1175.3	Don't be average	VMSDEV::HALLYB	The Smart Money was on Goliath	`Thu Jan 04 1990 13:11`	19
	The harmonic mean is the sample size divided by the sum of the reciprocals of the data points. But that's not important here. Note that the mean size is 3084 and the median is 1210. This is typical of a skewed distribution, with lots of small files and a few very large files. If you were to plot a histogram you would get something like: . .. .... ......... .............. ...................... Where the Y-axis is the size and the X-axis is one point per file, sorted by increasing file size. The average is probably the wrong number to use; I would prefer the median. Or, perhaps the 90th percentile if you're looking at upper bounds. John
1175.4	didn't think it could get this complicated?	PULSAR::WALLY	Wally Neilsen-Steinhardt	`Fri Jan 05 1990 15:04`	39
	re: <<< Note 1175.0 by EXIT26::ZIKA >>> > I must determine the "mean" of 324 file sizes and data access times.
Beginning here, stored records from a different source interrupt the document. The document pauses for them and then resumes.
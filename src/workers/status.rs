//! Health payloads shared by all workers.

use chrono::{DateTime, Utc};
use serde::Serialize;
use std::fmt;

/// The three workers owned by the manager.
#[derive(Debug, Clone, Copy, PartialEq, Eq, Hash, Serialize)]
#[serde(rename_all = "snake_case")]
pub enum WorkerKind {
    Audit,
    HealthMonitor,
    Cleanup,
}

impl WorkerKind {
    pub fn as_str(&self) -> &'static str {
        match self {
            WorkerKind::Audit => "audit",
            WorkerKind::HealthMonitor => "health_monitor",
            WorkerKind::Cleanup => "cleanup",
        }
    }
}

impl fmt::Display for WorkerKind {
    fn fmt(&self, f: &mut fmt::Formatter<'_>) -> fmt::Result {
        f.write_str(self.as_str())
    }
}

/// Point-in-time health of one worker.
#[derive(Debug, Clone, PartialEq, Serialize)]
pub struct WorkerHealth {
    pub enabled: bool,
    pub running: bool,
    pub healthy: bool,
    /// Always `<= queue_capacity`. Zero for workers without a queue.
    pub queue_size: usize,
    pub queue_capacity: usize,
    pub last_run: Option<DateTime<Utc>>,
    pub error: Option<String>,
}

/// Manager lifecycle state.
///
/// `Unhealthy` is a reported sub-state of `Running`, never stored.
#[derive(Debug, Clone, Copy, PartialEq, Eq, Serialize)]
#[serde(rename_all = "snake_case")]
pub enum ManagerState {
    Stopped,
    Starting,
    Running,
    Unhealthy,
    Stopping,
}

/// Health of the whole subsystem.
#[derive(Debug, Clone, Serialize)]
pub struct AggregatedHealth {
    /// AND over the enabled workers, false unless the manager is running.
    pub healthy: bool,
    pub state: ManagerState,
    pub audit: WorkerHealth,
    pub health_monitor: WorkerHealth,
    pub cleanup: WorkerHealth,
    pub evaluated_at: DateTime<Utc>,
}

impl AggregatedHealth {
    /// Per-worker health keyed by kind.
    pub fn workers(&self) -> [(WorkerKind, &WorkerHealth); 3] {
        [
            (WorkerKind::Audit, &self.audit),
            (WorkerKind::HealthMonitor, &self.health_monitor),
            (WorkerKind::Cleanup, &self.cleanup),
        ]
    }

    /// Enabled workers currently reporting unhealthy.
    pub fn unhealthy_workers(&self) -> Vec<WorkerKind> {
        self.workers()
            .into_iter()
            .filter(|(_, h)| h.enabled && !h.healthy)
            .map(|(kind, _)| kind)
            .collect()
    }
}
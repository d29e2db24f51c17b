//! Observability subsystem.
//!
//! # Data Flow
//! ```text
//! All workers produce:
//!     → logging.rs (structured log events)
//!     → metrics.rs (counters, gauges, histograms)
//!
//! Consumers:
//!     → Log aggregation (stdout, JSON)
//!     → Metrics endpoint (Prometheus scrape)
//! ```
//!
//! # Design Decisions
//! - Structured logging (JSON) for machine parsing
//! - Metrics are cheap (atomic increments)

pub mod logging;
pub mod metrics;
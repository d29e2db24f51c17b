//! OS signal handling.
//!
//! # Responsibilities
//! - Wait for SIGINT (Ctrl+C) or SIGTERM
//! - Hand control back to `main`, which stops the workers with a deadline
//!
//! # Design Decisions
//! - Uses Tokio's signal handling (async-safe)
//! - A handler that cannot be installed is logged and ignored; the other
//!   signal still works

/// Resolve once the process is asked to terminate.
pub async fn wait_for_termination() {
    let ctrl_c = async {
        if let Err(e) = tokio::signal::ctrl_c().await {
            tracing::error!(error = %e, "Failed to install Ctrl+C handler");
            std::future::pending::<()>().await;
        }
    };

    #[cfg(unix)]
    let terminate = async {
        use tokio::signal::unix::{signal, SignalKind};
        match signal(SignalKind::terminate()) {
            Ok(mut stream) => {
                stream.recv().await;
            }
            Err(e) => {
                tracing::error!(error = %e, "Failed to install SIGTERM handler");
                std::future::pending::<()>().await;
            }
        }
    };

    #[cfg(not(unix))]
    let terminate = std::future::pending::<()>();

    tokio::select! {
        _ = ctrl_c => tracing::info!("SIGINT received"),
        _ = terminate => tracing::info!("SIGTERM received"),
    }
}
//! Audit persistence sinks.
//!
//! # Data Flow
//! ```text
//! AuditWorker flush
//!     → AuditSink::persist(batch)
//!     → Ok: entries durable, hashes remembered
//!     → Err: retried with backoff by the worker
//! ```
//!
//! # Design Decisions
//! - Sinks see whole batches, never single entries
//! - Every sink error is treated as retryable; the worker bounds the retries

pub mod json_lines;
pub mod memory;
pub mod tracing_sink;

use async_trait::async_trait;
use thiserror::Error;

use crate::workers::entry::AuditLogEntry;

pub use json_lines::JsonLinesSink;
pub use memory::MemorySink;
pub use tracing_sink::TracingSink;

/// Errors returned by a sink. All of them are retryable.
#[derive(Debug, Error)]
pub enum SinkError {
    #[error("IO error: {0}")]
    Io(#[from] std::io::Error),

    #[error("Serialization error: {0}")]
    Serialize(#[from] serde_json::Error),

    #[error("Sink unavailable: {0}")]
    Unavailable(String),
}

/// Durable destination for audit batches.
#[async_trait]
pub trait AuditSink: Send + Sync {
    /// Persist the whole batch or fail.
    async fn persist(&self, batch: &[AuditLogEntry]) -> Result<(), SinkError>;
}
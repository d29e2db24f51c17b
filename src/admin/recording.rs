//! Call-recording middleware for application routers.

use axum::{
    body::Body,
    extract::State,
    http::Request,
    middleware::{self, Next},
    response::Response,
    Router,
};
use std::sync::Arc;
use std::time::Instant;

use crate::workers::HealthMonitorWorker;

/// Wrap an application router so every completed request is recorded
/// against the service named by its first path segment.
pub fn with_call_recording<S>(router: Router<S>, monitor: Arc<HealthMonitorWorker>) -> Router<S>
where
    S: Clone + Send + Sync + 'static,
{
    router.layer(middleware::from_fn_with_state(monitor, record_calls))
}

/// Records the request's status and latency. Requests to `/` are not
/// recorded.
pub async fn record_calls(
    State(monitor): State<Arc<HealthMonitorWorker>>,
    request: Request<Body>,
    next: Next,
) -> Response {
    let service = service_name(request.uri().path()).map(str::to_owned);
    let started = Instant::now();
    let response = next.run(request).await;

    if let Some(service) = service {
        monitor.record_call(&service, response.status().as_u16(), started.elapsed());
    }
    response
}

fn service_name(path: &str) -> Option<&str> {
    path.trim_start_matches('/')
        .split('/')
        .next()
        .filter(|segment| !segment.is_empty())
}
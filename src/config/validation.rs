//! Configuration validation.
//!
//! # Responsibilities
//! - Semantic validation (serde handles syntactic)
//! - Validate value ranges (intervals > 0, capacities > 0, rates in [0, 1])
//! - Check relationships between fields (backoff cap >= base)
//!
//! # Design Decisions
//! - Returns all validation errors, not just first
//! - Validation is pure function: WorkerConfig → Result<(), Vec<ValidationError>>
//! - Runs before config is accepted into the system

use std::fmt;
use std::net::SocketAddr;

use crate::config::schema::WorkerConfig;

/// A single semantic problem in a configuration.
#[derive(Debug, Clone, PartialEq, Eq)]
pub struct ValidationError {
    /// Dotted path of the offending field.
    pub field: &'static str,
    pub message: String,
}

impl ValidationError {
    fn new(field: &'static str, message: impl Into<String>) -> Self {
        Self {
            field,
            message: message.into(),
        }
    }
}

impl fmt::Display for ValidationError {
    fn fmt(&self, f: &mut fmt::Formatter<'_>) -> fmt::Result {
        write!(f, "{}: {}", self.field, self.message)
    }
}

/// Check a parsed configuration for semantic errors.
pub fn validate_config(config: &WorkerConfig) -> Result<(), Vec<ValidationError>> {
    let mut errors = Vec::new();

    let audit = &config.audit;
    if audit.queue_capacity == 0 {
        errors.push(ValidationError::new("audit.queue_capacity", "must be greater than 0"));
    }
    if audit.flush_interval_ms == 0 {
        errors.push(ValidationError::new("audit.flush_interval_ms", "must be greater than 0"));
    }
    if audit.flush_batch_size == 0 || audit.flush_batch_size > audit.queue_capacity {
        errors.push(ValidationError::new(
            "audit.flush_batch_size",
            format!("must be between 1 and queue_capacity ({})", audit.queue_capacity),
        ));
    }
    if audit.max_backoff_ms < audit.base_backoff_ms {
        errors.push(ValidationError::new(
            "audit.max_backoff_ms",
            "must not be lower than base_backoff_ms",
        ));
    }
    if audit.dedup_window == 0 {
        errors.push(ValidationError::new("audit.dedup_window", "must be greater than 0"));
    }

    let monitor = &config.health_monitor;
    if monitor.check_interval_secs == 0 {
        errors.push(ValidationError::new(
            "health_monitor.check_interval_secs",
            "must be greater than 0",
        ));
    }
    let threshold = monitor.unhealthy_error_rate_threshold;
    if !(0.0..=1.0).contains(&threshold) {
        errors.push(ValidationError::new(
            "health_monitor.unhealthy_error_rate_threshold",
            format!("must be within [0, 1], got {}", threshold),
        ));
    }

    if config.cleanup.interval_secs == 0 {
        errors.push(ValidationError::new("cleanup.interval_secs", "must be greater than 0"));
    }
    for rule in &config.cleanup.retention {
        if rule.max_age_secs == 0 {
            errors.push(ValidationError::new(
                "cleanup.retention.max_age_secs",
                format!("must be greater than 0 for {}", rule.path.display()),
            ));
        }
    }

    if config.observability.metrics_enabled
        && config.observability.metrics_address.parse::<SocketAddr>().is_err()
    {
        errors.push(ValidationError::new(
            "observability.metrics_address",
            format!("invalid socket address '{}'", config.observability.metrics_address),
        ));
    }
    if config.admin.enabled && config.admin.bind_address.parse::<SocketAddr>().is_err() {
        errors.push(ValidationError::new(
            "admin.bind_address",
            format!("invalid socket address '{}'", config.admin.bind_address),
        ));
    }

    if errors.is_empty() {
        Ok(())
    } else {
        Err(errors)
    }
}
Based on the comments in .3, you probably need to think more about why you must determine this. Assuming this is a typical business problem, you are evaluating two file access methods, and want to know which is "better". Depending on circumstances, this could be a very difficult question. > The Average file size is 3084 blocks and the average access times are > 80 seconds using method one and 71 seconds using method 2. [ just a nit: it can't really be taking you 80 seconds to access a file, can it? Or is this over a wide area net? ] > > The Median file size is 1210 blocks with access times of 38 method one > and 29 seconds using method 2. This makes method two look better by both measures. Just for fun, you could throw in the third common measure, the mode (defined as the most common value). Determine the relative performance of the two methods for the most common file size. Then if you have not been statted out, you could divide all files into quartiles (the smallest one-fourth, the next smallest, the next and the largest one fourth). If method two is better for all quartiles, then you can be pretty sure that it is the better method in general. Trouble comes if one method is better for the most common files, but another is better for uncommon files. It gets really nasty if the uncommon files are the ones you care most about. Then you have to back off and ask what does "better" mean in the global sense. For example, you may want to maximize the throughput of the system. Or you may want to minimize the upper bound of the response time. Your concept of goodness then determines which kind of average or other statistic you should use.